Cela a été une sorte de feu vert donné à ce qui allait conduire à Auschwitz.
Cela a été la démonstration apportée à Hitler que pas un seul pays ne voulait des Juifs, et les détails que donne Delpard (tirés des déclarations faites lors de la conférence) sont accablants.
Cela a été la preuve qu’Hitler avait raison, et que toute tentative qu’il aurait pu envisager de se contenter de persécuter les Juifs aux fins de montrer qu’il les haïssait au point de les torturer physiquement et mentalement et de les tuer, aux fins qu’une main se tende vers eux se révélerait vaine, tout projet qu’il aurait pu concevoir de les déporter vers d’autres terres se révélerait inconcevable et voué à l’échec.

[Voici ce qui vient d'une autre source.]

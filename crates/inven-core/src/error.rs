/// Why a single gatherer produced no items.
///
/// `Cancelled` is distinguishable from an ordinary failure so callers can
/// tell an operator-initiated shutdown apart from a broken gatherer.
#[derive(Debug, thiserror::Error)]
pub enum GathererError {
    /// The gatherer itself returned an error.
    #[error(transparent)]
    Failed(#[from] anyhow::Error),

    /// The collection cycle was cancelled before the gatherer finished.
    #[error("collection cycle cancelled before the gatherer finished")]
    Cancelled,

    /// The gatherer task panicked; the panic is contained to that gatherer.
    #[error("gatherer task panicked: {0}")]
    Panicked(String),
}

/// One or more policy-enabled gatherers are supported by this build but not
/// installed on this host.
///
/// Non-fatal: the validator returns it alongside the still-usable partial
/// mapping. Unsupported gatherer names never appear here.
#[derive(Debug, thiserror::Error)]
#[error("gatherers enabled by policy are supported but not installed: {}", .missing.join(", "))]
pub struct ValidationError {
    /// Names of every affected gatherer, sorted.
    pub missing: Vec<String>,
}

/// One or more gatherers failed during the run.
///
/// Non-fatal: the runner returns it alongside the items collected by the
/// gatherers that succeeded.
#[derive(Debug, thiserror::Error)]
#[error("{} gatherer(s) failed: {}", .failures.len(), format_failures(.failures))]
pub struct ExecutionError {
    /// `(gatherer name, cause)` for every failure, in task order.
    pub failures: Vec<(String, GathererError)>,
}

fn format_failures(failures: &[(String, GathererError)]) -> String {
    failures
        .iter()
        .map(|(name, cause)| format!("{name}: {cause}"))
        .collect::<Vec<_>>()
        .join("; ")
}
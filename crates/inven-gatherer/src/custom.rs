use crate::{ExecutionContext, Gatherer};
use anyhow::{Context, Result};
use async_trait::async_trait;
use chrono::Utc;
use inven_common::types::{GathererConfig, Item};

pub const SCHEMA_VERSION: &str = "1.0";

/// Collects operator-authored custom inventory documents.
///
/// Reads every `*.json` file from the directory named by the policy's
/// `location` config and emits one `Custom:<basename>` item per document.
/// Files that are not well-formed JSON are skipped with a warning rather
/// than failing the whole gatherer.
pub struct CustomGatherer;

impl CustomGatherer {
    pub fn new() -> Self {
        Self
    }
}

impl Default for CustomGatherer {
    fn default() -> Self {
        Self::new()
    }
}

#[async_trait]
impl Gatherer for CustomGatherer {
    fn name(&self) -> &str {
        "custom"
    }

    async fn run(&self, ctx: &ExecutionContext, config: &GathererConfig) -> Result<Vec<Item>> {
        let Some(location) = config.location.as_deref() else {
            tracing::debug!(
                agent_id = ctx.agent_id(),
                "Custom gatherer enabled without a location, nothing to collect"
            );
            return Ok(Vec::new());
        };

        let mut entries = tokio::fs::read_dir(location)
            .await
            .with_context(|| format!("failed to read custom inventory directory {location}"))?;

        let mut items = Vec::new();
        while let Some(entry) = entries
            .next_entry()
            .await
            .context("failed to read directory entry")?
        {
            let path = entry.path();
            if path.extension().and_then(|e| e.to_str()) != Some("json") {
                continue;
            }
            let Some(stem) = path.file_stem().and_then(|s| s.to_str()) else {
                continue;
            };

            let raw = tokio::fs::read_to_string(&path)
                .await
                .with_context(|| format!("failed to read {}", path.display()))?;

            if let Err(e) = serde_json::from_str::<serde_json::Value>(&raw) {
                tracing::warn!(
                    file = %path.display(),
                    error = %e,
                    "Skipping malformed custom inventory document"
                );
                continue;
            }

            items.push(Item {
                name: format!("Custom:{stem}"),
                schema_version: SCHEMA_VERSION.to_string(),
                content: raw,
                captured_at: Utc::now(),
            });
        }

        // Directory listing order is platform-dependent.
        items.sort_by(|a, b| a.name.cmp(&b.name));

        tracing::debug!(
            agent_id = ctx.agent_id(),
            count = items.len(),
            location,
            "Captured custom inventory"
        );

        Ok(items)
    }
}
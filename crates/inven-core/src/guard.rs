use inven_common::types::Item;

/// Default cumulative payload ceiling for one upload batch.
pub const DEFAULT_UPLOAD_CEILING_BYTES: usize = 1024 * 1024;

/// Admission gate for the upload batch.
///
/// Exceeding the ceiling is an expected, recoverable condition signaled
/// through the returned boolean, never through an error; the caller decides
/// whether to drop, truncate, or defer the offending item.
///
/// # Examples
///
/// ```
/// use chrono::Utc;
/// use inven_common::types::Item;
/// use inven_core::SizeGuard;
///
/// let item = |content: &str| Item {
///     name: "Host:OperatingSystem".to_string(),
///     schema_version: "1.0".to_string(),
///     content: content.to_string(),
///     captured_at: Utc::now(),
/// };
///
/// let guard = SizeGuard::new(10);
/// let accepted = vec![item("12345678")];
/// assert!(guard.within_limit(&item("12"), &accepted));
/// assert!(!guard.within_limit(&item("123"), &accepted));
/// ```
#[derive(Debug, Clone, Copy)]
pub struct SizeGuard {
    ceiling_bytes: usize,
}

impl SizeGuard {
    pub fn new(ceiling_bytes: usize) -> Self {
        Self { ceiling_bytes }
    }

    pub fn ceiling_bytes(&self) -> usize {
        self.ceiling_bytes
    }

    /// Returns `true` iff adding `candidate` to the already-accepted items
    /// keeps the cumulative payload at or under the ceiling.
    ///
    /// Pure predicate: never mutates `accepted`.
    pub fn within_limit(&self, candidate: &Item, accepted: &[Item]) -> bool {
        let accumulated: usize = accepted.iter().map(Item::size_bytes).sum();
        candidate.size_bytes().saturating_add(accumulated) <= self.ceiling_bytes
    }
}

impl Default for SizeGuard {
    fn default() -> Self {
        Self::new(DEFAULT_UPLOAD_CEILING_BYTES)
    }
}
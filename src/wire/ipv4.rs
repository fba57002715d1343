//! The fixed 20-byte IPv4 header: no options, ever (§4.2, §6 "Wire format").
//!
//! Grounded on the teacher's `Packet<T>`/`Repr` split as seen in its (complete)
//! `wire::udp` module; the teacher's own `wire::ipv4` only carried the `Address`/`Cidr`
//! helpers, so the `Packet`/`Repr` pair here is new, built in the same idiom.

use byteorder::{ByteOrder, NetworkEndian};
use core::fmt;

pub use core::net::Ipv4Addr as Address;

use super::field::Field;
use super::ip::Protocol;
use crate::checksum::Checksum;
use crate::error::{Error, Result};

mod field {
    use super::Field;

    pub const VER_IHL: usize = 0;
    pub const DSCP_ECN: usize = 1;
    pub const LENGTH: Field = 2..4;
    pub const IDENT: Field = 4..6;
    pub const FLAGS_FRAG_OFFSET: Field = 6..8;
    pub const TTL: usize = 8;
    pub const PROTOCOL: usize = 9;
    pub const CHECKSUM: Field = 10..12;
    pub const SRC_ADDR: Field = 12..16;
    pub const DST_ADDR: Field = 16..20;
}

pub const HEADER_LEN: usize = 20;

/// Sentinel IHL/version byte this crate accepts: IPv4, 5 32-bit words, no options.
pub const VERSION_IHL_NO_OPTIONS: u8 = 0x45;

/// A read/write view over an IPv4 header buffer, holding no options.
#[derive(Debug, PartialEq, Eq, Clone)]
pub struct Packet<T: AsRef<[u8]>> {
    buffer: T,
}

impl<T: AsRef<[u8]>> Packet<T> {
    pub const fn new_unchecked(buffer: T) -> Packet<T> {
        Packet { buffer }
    }

    pub fn new_checked(buffer: T) -> Result<Packet<T>> {
        let packet = Self::new_unchecked(buffer);
        packet.check_len()?;
        Ok(packet)
    }

    /// Ensure the buffer is at least `HEADER_LEN` long, carries no options, and that its
    /// `total_len` does not exceed the buffer it was found in.
    pub fn check_len(&self) -> Result<()> {
        let data = self.buffer.as_ref();
        if data.len() < HEADER_LEN {
            return Err(Error::Truncated);
        }
        if data[field::VER_IHL] != VERSION_IHL_NO_OPTIONS {
            return Err(Error::UnsupportedIpVersion);
        }
        if (self.total_len() as usize) < HEADER_LEN || (self.total_len() as usize) > data.len() {
            return Err(Error::Truncated);
        }
        Ok(())
    }

    pub fn into_inner(self) -> T {
        self.buffer
    }

    #[inline]
    pub fn total_len(&self) -> u16 {
        NetworkEndian::read_u16(&self.buffer.as_ref()[field::LENGTH])
    }

    #[inline]
    pub fn ident(&self) -> u16 {
        NetworkEndian::read_u16(&self.buffer.as_ref()[field::IDENT])
    }

    #[inline]
    pub fn dont_fragment(&self) -> bool {
        self.buffer.as_ref()[field::FLAGS_FRAG_OFFSET.start] & 0x40 != 0
    }

    #[inline]
    pub fn ttl(&self) -> u8 {
        self.buffer.as_ref()[field::TTL]
    }

    #[inline]
    pub fn protocol(&self) -> Protocol {
        Protocol::from(self.buffer.as_ref()[field::PROTOCOL])
    }

    #[inline]
    pub fn checksum(&self) -> u16 {
        NetworkEndian::read_u16(&self.buffer.as_ref()[field::CHECKSUM])
    }

    #[inline]
    pub fn src_addr(&self) -> Address {
        Address::from(<[u8; 4]>::try_from(&self.buffer.as_ref()[field::SRC_ADDR]).unwrap())
    }

    #[inline]
    pub fn dst_addr(&self) -> Address {
        Address::from(<[u8; 4]>::try_from(&self.buffer.as_ref()[field::DST_ADDR]).unwrap())
    }

    /// Verify the header checksum (covers only the header, per RFC 791).
    pub fn verify_checksum(&self) -> bool {
        let mut sum = Checksum::init();
        sum.add_range(&self.buffer.as_ref()[..HEADER_LEN]);
        sum.verify()
    }
}

impl<'a, T: AsRef<[u8]> + ?Sized> Packet<&'a T> {
    #[inline]
    pub fn payload(&self) -> &'a [u8] {
        let total_len = self.total_len() as usize;
        &self.buffer.as_ref()[HEADER_LEN..total_len]
    }
}

impl<T: AsRef<[u8]> + AsMut<[u8]>> Packet<T> {
    #[inline]
    pub fn set_ver_ihl_no_options(&mut self) {
        self.buffer.as_mut()[field::VER_IHL] = VERSION_IHL_NO_OPTIONS;
    }

    #[inline]
    pub fn set_dscp_ecn(&mut self, value: u8) {
        self.buffer.as_mut()[field::DSCP_ECN] = value;
    }

    #[inline]
    pub fn set_total_len(&mut self, value: u16) {
        NetworkEndian::write_u16(&mut self.buffer.as_mut()[field::LENGTH], value)
    }

    #[inline]
    pub fn set_ident(&mut self, value: u16) {
        NetworkEndian::write_u16(&mut self.buffer.as_mut()[field::IDENT], value)
    }

    #[inline]
    pub fn set_dont_fragment(&mut self, value: bool) {
        let data = self.buffer.as_mut();
        let flags = data[field::FLAGS_FRAG_OFFSET.start] & !0x40;
        data[field::FLAGS_FRAG_OFFSET.start] = flags | if value { 0x40 } else { 0 };
    }

    #[inline]
    pub fn set_ttl(&mut self, value: u8) {
        self.buffer.as_mut()[field::TTL] = value;
    }

    #[inline]
    pub fn set_protocol(&mut self, value: Protocol) {
        self.buffer.as_mut()[field::PROTOCOL] = value.into();
    }

    #[inline]
    pub fn set_checksum(&mut self, value: u16) {
        NetworkEndian::write_u16(&mut self.buffer.as_mut()[field::CHECKSUM], value)
    }

    #[inline]
    pub fn set_src_addr(&mut self, value: Address) {
        self.buffer.as_mut()[field::SRC_ADDR].copy_from_slice(&value.octets());
    }

    #[inline]
    pub fn set_dst_addr(&mut self, value: Address) {
        self.buffer.as_mut()[field::DST_ADDR].copy_from_slice(&value.octets());
    }

    /// Recompute and write the header checksum.
    pub fn fill_checksum(&mut self) {
        self.set_checksum(0);
        let checksum = {
            let mut sum = Checksum::init();
            sum.add_range(&self.buffer.as_ref()[..HEADER_LEN]);
            sum.result()
        };
        self.set_checksum(checksum);
    }

    #[inline]
    pub fn payload_mut(&mut self) -> &mut [u8] {
        let total_len = self.total_len() as usize;
        &mut self.buffer.as_mut()[HEADER_LEN..total_len]
    }
}

impl<T: AsRef<[u8]>> AsRef<[u8]> for Packet<T> {
    fn as_ref(&self) -> &[u8] {
        self.buffer.as_ref()
    }
}

/// A parsed IPv4 header: the values the rest of the crate passes around instead of a
/// byte-level `Packet`.
#[derive(Debug, Clone, Copy, PartialEq, Eq)]
pub struct Repr {
    pub src_addr: Address,
    pub dst_addr: Address,
    pub protocol: Protocol,
    pub payload_len: usize,
    pub ident: u16,
    pub dont_fragment: bool,
    pub ttl: u8,
}

impl Repr {
    pub fn parse<T: AsRef<[u8]> + ?Sized>(packet: &Packet<&T>) -> Result<Repr> {
        if !packet.verify_checksum() {
            return Err(Error::Checksum);
        }
        Ok(Repr {
            src_addr: packet.src_addr(),
            dst_addr: packet.dst_addr(),
            protocol: packet.protocol(),
            payload_len: packet.total_len() as usize - HEADER_LEN,
            ident: packet.ident(),
            dont_fragment: packet.dont_fragment(),
            ttl: packet.ttl(),
        })
    }

    pub const fn buffer_len(&self) -> usize {
        HEADER_LEN
    }

    /// Emit into a header-sized buffer (the payload, if any, is written separately by
    /// the caller immediately after).
    pub fn emit<T: AsRef<[u8]> + AsMut<[u8]>>(&self, buffer: &mut Packet<T>) {
        buffer.set_ver_ihl_no_options();
        buffer.set_dscp_ecn(0);
        buffer.set_total_len((HEADER_LEN + self.payload_len) as u16);
        buffer.set_ident(self.ident);
        buffer.set_dont_fragment(self.dont_fragment);
        buffer.set_ttl(self.ttl);
        buffer.set_protocol(self.protocol);
        buffer.set_src_addr(self.src_addr);
        buffer.set_dst_addr(self.dst_addr);
        buffer.fill_checksum();
    }
}

impl fmt::Display for Repr {
    fn fmt(&self, f: &mut fmt::Formatter) -> fmt::Result {
        write!(
            f,
            "IPv4 {} -> {} proto={} len={}",
            self.src_addr, self.dst_addr, self.protocol, self.payload_len
        )
    }
}

#[cfg(test)]
mod tests {
    use super::*;

    fn sample() -> [u8; HEADER_LEN] {
        let repr = Repr {
            src_addr: Address::new(10, 0, 0, 1),
            dst_addr: Address::new(10, 0, 0, 2),
            protocol: Protocol::Tcp,
            payload_len: 0,
            ident: 0x1234,
            dont_fragment: true,
            ttl: 0x40,
        };
        let mut buffer = [0u8; HEADER_LEN];
        let mut packet = Packet::new_unchecked(&mut buffer);
        repr.emit(&mut packet);
        buffer
    }

    #[test]
    fn emit_then_parse_round_trips() {
        let buffer = sample();
        let packet = Packet::new_checked(&buffer[..]).unwrap();
        let repr = Repr::parse(&packet).unwrap();
        assert_eq!(repr.src_addr, Address::new(10, 0, 0, 1));
        assert_eq!(repr.dst_addr, Address::new(10, 0, 0, 2));
        assert_eq!(repr.protocol, Protocol::Tcp);
        assert_eq!(repr.ident, 0x1234);
        assert!(repr.dont_fragment);
    }

    #[test]
    fn rejects_options() {
        let mut buffer = sample();
        buffer[0] = 0x46; // IHL = 6, i.e. options present
        assert_eq!(
            Packet::new_checked(&buffer[..]).unwrap_err(),
            Error::UnsupportedIpVersion
        );
    }

    #[test]
    fn rejects_corrupted_checksum() {
        let mut buffer = sample();
        buffer[10] ^= 0xff;
        let packet = Packet::new_unchecked(&buffer[..]);
        assert!(!packet.verify_checksum());
    }
}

Delpard rappelle que le foyer national juif qu’était censé être le Mandat palestinien confié aux Britanniques a été fermé aux Juifs de façon quasiment hermétique dans les mois qui ont suivi Evian. Amin al Husseini ne voulait pas des Juifs et les préférait morts, les Britanniques, trahissant la déclaration Balfour, n’en voulaient pas non plus : ils ont même, trahison des trahisons, envisagé, en 1939, de faire du Mandat palestinien un Etat arabe.
Delpard rappelle que les bombardements alliés ont épargné, volontairement, les lignes ferroviaires et les installations génocidaires nazies. Il rappelle la pathétique trajectoire du Saint Louis, ce bateau chargé de Juifs qui, après avoir quitté l’Allemagne, n’a pu trouver, outre Atlantique, aucun port où faire débarquer ses infortunés passagers, et est retourné en Allemagne. Il rappelle que les alliés ont tiré sur des bateaux chargés de rescapés des camps de la mort dès les derniers mois de la guerre, et après la guerre.
Le crime nazi, écrit Delpard, a été rendu possible par le silence des nations.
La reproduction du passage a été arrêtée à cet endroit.